Hezbollah used anti-tank guided missiles extensively in the 2006 war. It has deployed guided missiles again in recent hostilities. Among them is the Russian-made Kornet.
Hezbollah also used an Iranian-made guided missile known as “al-Mas,” according to a report by pro-Iranian Arab broadcaster Al-Mayadeen.
A report by Israel’s Alma Research and Education Center published in April described the Al-Mas as an anti-tank weapon that can hit targets beyond the line of sight by following an arcing trajectory, allowing it to strike from above.
The missile is part of a family of weapons reverse-engineered by Iran based on Israel’s Spike missile family, the report said. He said the missile was a “flagship product” of Iran’s defense industry in Hezbollah’s possession.
Hezbollah said on June 6 that it shot down an Israeli warplane. A source familiar with its arsenal said it was the first time the group had done so, calling it a milestone, while declining to identify the weapon used.
Hezbollah also shot down Israeli drones during this conflict using surface-to-air missiles.
The first such incident occurred on October 29, when Hezbollah said for the first time that it had used anti-aircraft weapons it was long believed to have.
Hezbollah has used such missiles several times since then, shooting down Israeli Hermes 450 and Hermes 900 drones.

Hezbollah has repeatedly launched explosive one-way drones, including in some of its more sophisticated attacks. It launched some to distract Israeli air defenses while explosive-laden drones were flown to targets.
More recently, the group has announced attacks that use drones that drop bombs and return to Lebanon rather than fly to their targets.
Hezbollah’s drones include what it says are the locally assembled Ayoub and Mersad models, which analysts say are cheap and relatively easy to produce.

Unguided rockets comprised the bulk of Hezbollah’s missile arsenal in the last war with Israel in 2006, when the group fired about 4,000 of them into Israel – mostly Russian-made Katyusha-style rockets with a range of up to 30 km (19 miles).
Nasrallah said the biggest change in Hezbollah’s arsenal since 2006 is the expansion of its precision guidance systems.
In 2022, he said Hezbollah had the capability in Lebanon to upgrade thousands of rockets with guidance systems to make them precision missiles.
Hezbollah has Iranian designs such as Raad (Arabic for Thunder), Fajr (Dawn) and Zilzal (Quake) missiles, which have a more powerful payload and longer range than Katyushas.
Rockets fired by Hezbollah at Israel during the Gaza conflict in October included Katyushas and Burkan (Volcano) rockets with an explosive charge of 300-500 kg.
Its Iranian-made Falaq 2 missiles it first used on June 8 could carry a larger warhead than the Falaq 1 used in the past.
Alluding to the damage it could do, Nasrallah made a veiled threat in 2016 that Hezbollah could strike ammonia storage tanks in the northern Israeli port city of Haifa, saying the result would be “like a nuclear bomb “.

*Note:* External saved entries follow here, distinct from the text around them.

impl StateStore {
    pub fn new(
        gateway: Arc<dyn PersistenceGateway>,
        hooks: SettingsHooks,
        options: StateStoreOptions,
    ) -> Self {
        let view = YearMonth::from_date((options.today)());
        Self {
            gateway,
            hooks,
            options,
            snapshot: Mutex::new(Snapshot::empty(view)),
            write_locks: KeyedLocks::default(),
        }
    }

    fn state(&self) -> MutexGuard<'_, Snapshot> {
        self.snapshot
            .lock()
            .unwrap_or_else(|poisoned| poisoned.into_inner())
    }

    // ---- lifecycle -------------------------------------------------------

    /// Loads every collection once and applies locale/region settings.
    ///
    /// Only the first call does work; later calls return the current state.
    /// A load failure leaves the store `Degraded` with empty collections and
    /// the error available through [`StateStore::init_error`].
    pub async fn initialize(&self) -> Lifecycle {
        {
            let mut state = self.state();
            if state.lifecycle != Lifecycle::Uninitialized {
                return state.lifecycle;
            }
            state.lifecycle = Lifecycle::Loading;
        }
        info!("event=store_init module=service status=start");

        match self.load_all().await {
            Ok(loaded) => {
                self.hooks.run_initial(&loaded.settings);
                let mut state = self.state();
                info!(
                    "event=store_init module=service status=ok entries={} comments={} themes={} grid_styles={}",
                    loaded.entries.len(),
                    loaded.month_comments.len(),
                    loaded.month_themes.len(),
                    loaded.month_grid_styles.len()
                );
                state.entries = loaded.entries;
                state.settings = loaded.settings;
                state.month_comments = loaded.month_comments;
                state.month_themes = loaded.month_themes;
                state.month_grid_styles = loaded.month_grid_styles;
                state.init_error = None;
                state.lifecycle = Lifecycle::Ready;
                Lifecycle::Ready
            }
            Err(err) => {
                warn!(
                    "event=store_init module=service status=degraded error_kind={:?} collection={} detail={}",
                    err.kind(),
                    err.collection().map_or("-", Collection::as_str),
                    err.detail()
                );
                let mut state = self.state();
                state.init_error = Some(err);
                state.lifecycle = Lifecycle::Degraded;
                Lifecycle::Degraded
            }
        }
    }

    async fn load_all(&self) -> Result<Loaded, StorageError> {
        let gateway = &self.gateway;
        let (entries, settings, comments, themes, grid_styles) = tokio::join!(
            gateway.load_entries(),
            gateway.load_settings(),
            gateway.load_month_values(MonthCollection::Comments),
            gateway.load_month_values(MonthCollection::Themes),
            gateway.load_month_values(MonthCollection::GridStyles),
        );

        Ok(Loaded {
            entries: validate_entries(entries?),
            settings: validate_settings(settings?),
            month_comments: validate_month_values(MonthCollection::Comments, comments?),
            month_themes: validate_month_values(MonthCollection::Themes, themes?),
            month_grid_styles: validate_month_values(MonthCollection::GridStyles, grid_styles?),
        })
    }

    pub fn lifecycle(&self) -> Lifecycle {
        self.state().lifecycle
    }

    /// True once loading finished, successfully or not.
    pub fn initialized(&self) -> bool {
        matches!(self.lifecycle(), Lifecycle::Ready | Lifecycle::Degraded)
    }

    /// Error retained by a degraded initialization.
    pub fn init_error(&self) -> Option<StorageError> {
        self.state().init_error.clone()
    }

    /// Fails unless loading succeeded.
    ///
    /// Before `Ready` the snapshot does not reflect the durable store, so a
    /// merge against it could overwrite records that are still on disk.
    fn ensure_writable(&self, collection: Collection) -> StoreResult<()> {
        let lifecycle = self.lifecycle();
        if lifecycle == Lifecycle::Ready {
            return Ok(());
        }
        warn!(
            "event=store_write module=service status=rejected lifecycle={lifecycle:?} collection={}",
            collection.as_str()
        );
        let detail = match lifecycle {
            Lifecycle::Degraded => "store is degraded; writes are disabled",
            _ => "store is not initialized",
        };
        Err(StorageError::new(StorageErrorKind::Unavailable, Some(collection), detail).into())
    }

    // ---- entries ---------------------------------------------------------

    /// Merges `patch` onto the entry for `date` and stores the result.
    pub async fn update_entry(&self, date: NaiveDate, patch: EntryPatch) -> StoreResult<DayEntry> {
        self.ensure_writable(Collection::Entries)?;
        let _slot = self.write_locks.acquire(format!("entry/{date}")).await;

        let base = self
            .state()
            .entries
            .get(&date)
            .cloned()
            .unwrap_or_else(|| DayEntry::empty(date));
        let merged = base.merged(&patch);
        merged.validate()?;

        if let Err(err) = self.gateway.put_entry(&merged).await {
            warn!(
                "event=entry_put module=service status=error date={date} error_kind={:?}",
                err.kind()
            );
            return Err(err.into());
        }

        self.state().entries.insert(date, merged.clone());
        Ok(merged)
    }

    pub fn entry(&self, date: NaiveDate) -> Option<DayEntry> {
        self.state().entries.get(&date).cloned()
    }

    pub fn entry_text(&self, date: NaiveDate) -> String {
        self.state()
            .entries
            .get(&date)
            .map(|entry| entry.text.clone())
            .unwrap_or_default()
    }

    /// Entries stored for `month`, ascending by date.
    pub fn entries_in_month(&self, month: YearMonth) -> Vec<DayEntry> {
        let (Some(first), Some(last)) = (month.first_day(), month.last_day()) else {
            return Vec::new();
        };
        self.state()
            .entries
            .range(first..=last)
            .map(|(_, entry)| entry.clone())
            .collect()
    }

    pub fn entry_count(&self) -> usize {
        self.state().entries.len()
    }

    // ---- settings --------------------------------------------------------

    /// Merges `patch` onto the settings, stores them, then runs the hooks of
    /// every changed field.
    pub async fn update_settings(&self, patch: SettingsPatch) -> StoreResult<Settings> {
        self.ensure_writable(Collection::Settings)?;
        let _slot = self.write_locks.acquire("settings".to_string()).await;

        let previous = self.state().settings.clone();
        let merged = previous.merged(&patch);

        if let Err(err) = self.gateway.put_settings(&merged).await {
            warn!(
                "event=settings_put module=service status=error error_kind={:?}",
                err.kind()
            );
            return Err(err.into());
        }

        self.state().settings = merged.clone();
        self.hooks.run_changed(&previous, &merged);
        Ok(merged)
    }

    pub fn settings(&self) -> Settings {
        self.state().settings.clone()
    }

    // ---- month metadata --------------------------------------------------

    /// Stores a month comment; a blank `text` removes it.
    pub async fn update_month_comment(
        &self,
        year: i32,
        month0: u32,
        text: &str,
    ) -> StoreResult<()> {
        let key = month_key(year, month0);
        if text.trim().is_empty() {
            self.remove_month_value(MonthCollection::Comments, key).await
        } else {
            self.put_month_value(MonthCollection::Comments, key, text.to_string())
                .await
        }
    }

    /// Stores an explicit theme override for one month.
    pub async fn update_month_theme(&self, year: i32, month0: u32, theme: &str) -> StoreResult<()> {
        self.put_month_value(
            MonthCollection::Themes,
            month_key(year, month0),
            theme.to_string(),
        )
        .await
    }

    /// Stores an explicit grid style override for one month.
    pub async fn update_month_grid_style(
        &self,
        year: i32,
        month0: u32,
        grid_style: &str,
    ) -> StoreResult<()> {
        self.put_month_value(
            MonthCollection::GridStyles,
            month_key(year, month0),
            grid_style.to_string(),
        )
        .await
    }

    async fn put_month_value(
        &self,
        collection: MonthCollection,
        key: MonthKey,
        value: String,
    ) -> StoreResult<()> {
        self.ensure_writable(collection.collection())?;
        let _slot = self
            .write_locks
            .acquire(format!("{}/{key}", collection.collection().as_str()))
            .await;

        if let Err(err) = self.gateway.put_month_value(collection, &key, &value).await {
            warn!(
                "event=month_put module=service status=error collection={} month={key} error_kind={:?}",
                collection.collection().as_str(),
                err.kind()
            );
            return Err(err.into());
        }
        self.state().month_values(collection).insert(key, value);
        Ok(())
    }

    async fn remove_month_value(
        &self,
        collection: MonthCollection,
        key: MonthKey,
    ) -> StoreResult<()> {
        self.ensure_writable(collection.collection())?;
        let _slot = self
            .write_locks
            .acquire(format!("{}/{key}", collection.collection().as_str()))
            .await;

        if let Err(err) = self.gateway.remove_month_value(collection, &key).await {
            warn!(
                "event=month_remove module=service status=error collection={} month={key} error_kind={:?}",
                collection.collection().as_str(),
                err.kind()
            );
            return Err(err.into());
        }
        self.state().month_values(collection).remove(&key);
        Ok(())
    }

    pub fn month_comment(&self, year: i32, month0: u32) -> String {
        self.state()
            .month_comments
            .get(&month_key(year, month0))
            .cloned()
            .unwrap_or_default()
    }

    /// Month theme, falling back to the global calendar theme.
    pub fn month_theme(&self, year: i32, month0: u32) -> ThemeId {
        let state = self.state();
        state
            .month_themes
            .get(&month_key(year, month0))
            .cloned()
            .unwrap_or_else(|| state.settings.calendar_theme.clone())
    }

    /// Month grid style, falling back to [`DEFAULT_GRID_STYLE`].
    pub fn month_grid_style(&self, year: i32, month0: u32) -> GridStyleId {
        self.state()
            .month_grid_styles
            .get(&month_key(year, month0))
            .cloned()
            .unwrap_or_else(|| DEFAULT_GRID_STYLE.to_string())
    }

    // ---- projection ------------------------------------------------------

    /// Rewrites the displayed month from the weekday patterns of the month
    /// before it.
    ///
    /// Every day of the displayed month is overwritten, including days whose
    /// weekday had no pattern (they are cleared). A failed day does not stop
    /// the remaining days; the first failure is returned once all days were
    /// attempted.
    pub async fn copy_from_previous_month(&self) -> StoreResult<ProjectionOutcome> {
        self.ensure_writable(Collection::Entries)?;
        let target = self.view();
        let source_entries = self.entries_in_month(target.previous());

        let Some(projection) = projector::project(source_entries.iter(), target) else {
            info!(
                "event=month_copy module=service status=skipped target={target} reason=empty_source"
            );
            return Ok(ProjectionOutcome {
                target,
                days_written: 0,
            });
        };

        let mut days_written = 0;
        let mut first_error: Option<StoreError> = None;
        for day in &projection.days {
            match self.update_entry(day.date, EntryPatch::overwrite(day)).await {
                Ok(_) => days_written += 1,
                Err(err) => {
                    first_error.get_or_insert(err);
                }
            }
        }

        match first_error {
            Some(err) => {
                warn!(
                    "event=month_copy module=service status=partial target={target} days_written={days_written} days_total={}",
                    projection.days.len()
                );
                Err(err)
            }
            None => {
                info!(
                    "event=month_copy module=service status=ok target={target} source={} days_written={days_written}",
                    projection.source
                );
                Ok(ProjectionOutcome {
                    target,
                    days_written,
                })
            }
        }
    }

    // ---- view ------------------------------------------------------------

    pub fn view(&self) -> CalendarView {
        self.state().view
    }

    pub fn set_view(&self, view: CalendarView) {
        self.state().view = view;
    }

    /// Steps back one month unless that would pass the navigation floor.
    pub fn go_to_prev_month(&self) -> CalendarView {
        let mut state = self.state();
        let previous = state.view.previous();
        if self.options.nav_floor.is_some_and(|floor| previous < floor) {
            return state.view;
        }
        state.view = previous;
        previous
    }

    pub fn go_to_next_month(&self) -> CalendarView {
        let mut state = self.state();
        state.view = state.view.next();
        state.view
    }

    pub fn go_to_today(&self) -> CalendarView {
        let today = YearMonth::from_date((self.options.today)());
        self.state().view = today;
        today
    }

    pub fn set_selected_date(&self, date: Option<NaiveDate>) {
        self.state().selected_date = date;
    }

    pub fn selected_date(&self) -> Option<NaiveDate> {
        self.state().selected_date
    }
}
//! Settings post-commit hooks for dependent subsystems.
//!
//! # Responsibility
//! - Declare the external subsystems the store reconfigures (locale,
//!   holiday data).
//! - Keep the "field changed -> subsystem reinit" coupling in one explicit
//!   list.
//!
//! # Invariants
//! - Hooks run after a successful settings write, never before.
//! - A hook runs only when its field value actually changed.

use crate::model::settings::{Settings, SettingsField};
use log::info;
use std::sync::Arc;

/// Locale subsystem; receives language codes such as `ja` or `en`.
pub trait LocaleSubsystem: Send + Sync {
    fn set_language(&self, code: &str);
}

/// Holiday data provider; must tolerate repeated calls with any code.
pub trait HolidayProvider: Send + Sync {
    fn init_region(&self, code: &str);
}

type HookFn = Box<dyn Fn(&Settings) + Send + Sync>;

struct SettingsHook {
    field: SettingsField,
    run: HookFn,
}

/// Ordered list of settings hooks.
#[derive(Default)]
pub struct SettingsHooks {
    hooks: Vec<SettingsHook>,
}

impl SettingsHooks {
    pub fn new() -> Self {
        Self::default()
    }

    /// Standard wiring: language -> locale, country -> holidays.
    pub fn with_subsystems(
        locale: Arc<dyn LocaleSubsystem>,
        holidays: Arc<dyn HolidayProvider>,
    ) -> Self {
        Self::new()
            .on_change(SettingsField::Language, move |settings| {
                locale.set_language(&settings.language)
            })
            .on_change(SettingsField::Country, move |settings| {
                holidays.init_region(&settings.country)
            })
    }

    /// Registers a hook for `field`.
    pub fn on_change(
        mut self,
        field: SettingsField,
        run: impl Fn(&Settings) + Send + Sync + 'static,
    ) -> Self {
        self.hooks.push(SettingsHook {
            field,
            run: Box::new(run),
        });
        self
    }

    /// Runs every hook with freshly loaded settings.
    pub(crate) fn run_initial(&self, settings: &Settings) {
        for hook in &self.hooks {
            (hook.run)(settings);
        }
    }

    /// Runs hooks whose field differs between `previous` and `current`.
    ///
    /// Returns the number of hooks that ran.
    pub(crate) fn run_changed(&self, previous: &Settings, current: &Settings) -> usize {
        let mut ran = 0;
        for hook in self
            .hooks
            .iter()
            .filter(|hook| hook.field.changed(previous, current))
        {
            info!(
                "event=settings_hook module=service status=run field={}",
                hook.field.as_str()
            );
            (hook.run)(current);
            ran += 1;
        }
        ran
    }
}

Hezbollah first proved it possessed anti-ship missiles in 2006 when it hit an Israeli warship 16 km (10 miles) off the coast, killing four Israeli personnel and damaging the ship.
Since the 2006 war, Hezbollah has acquired the Russian-made Yakhont anti-ship missile with a range of 300 km (186 miles), sources familiar with its arsenal say. Hezbollah has not confirmed it has the weapon.
Hezbollah has also released videos it says show more of the same type of anti-ship missile used in 2006.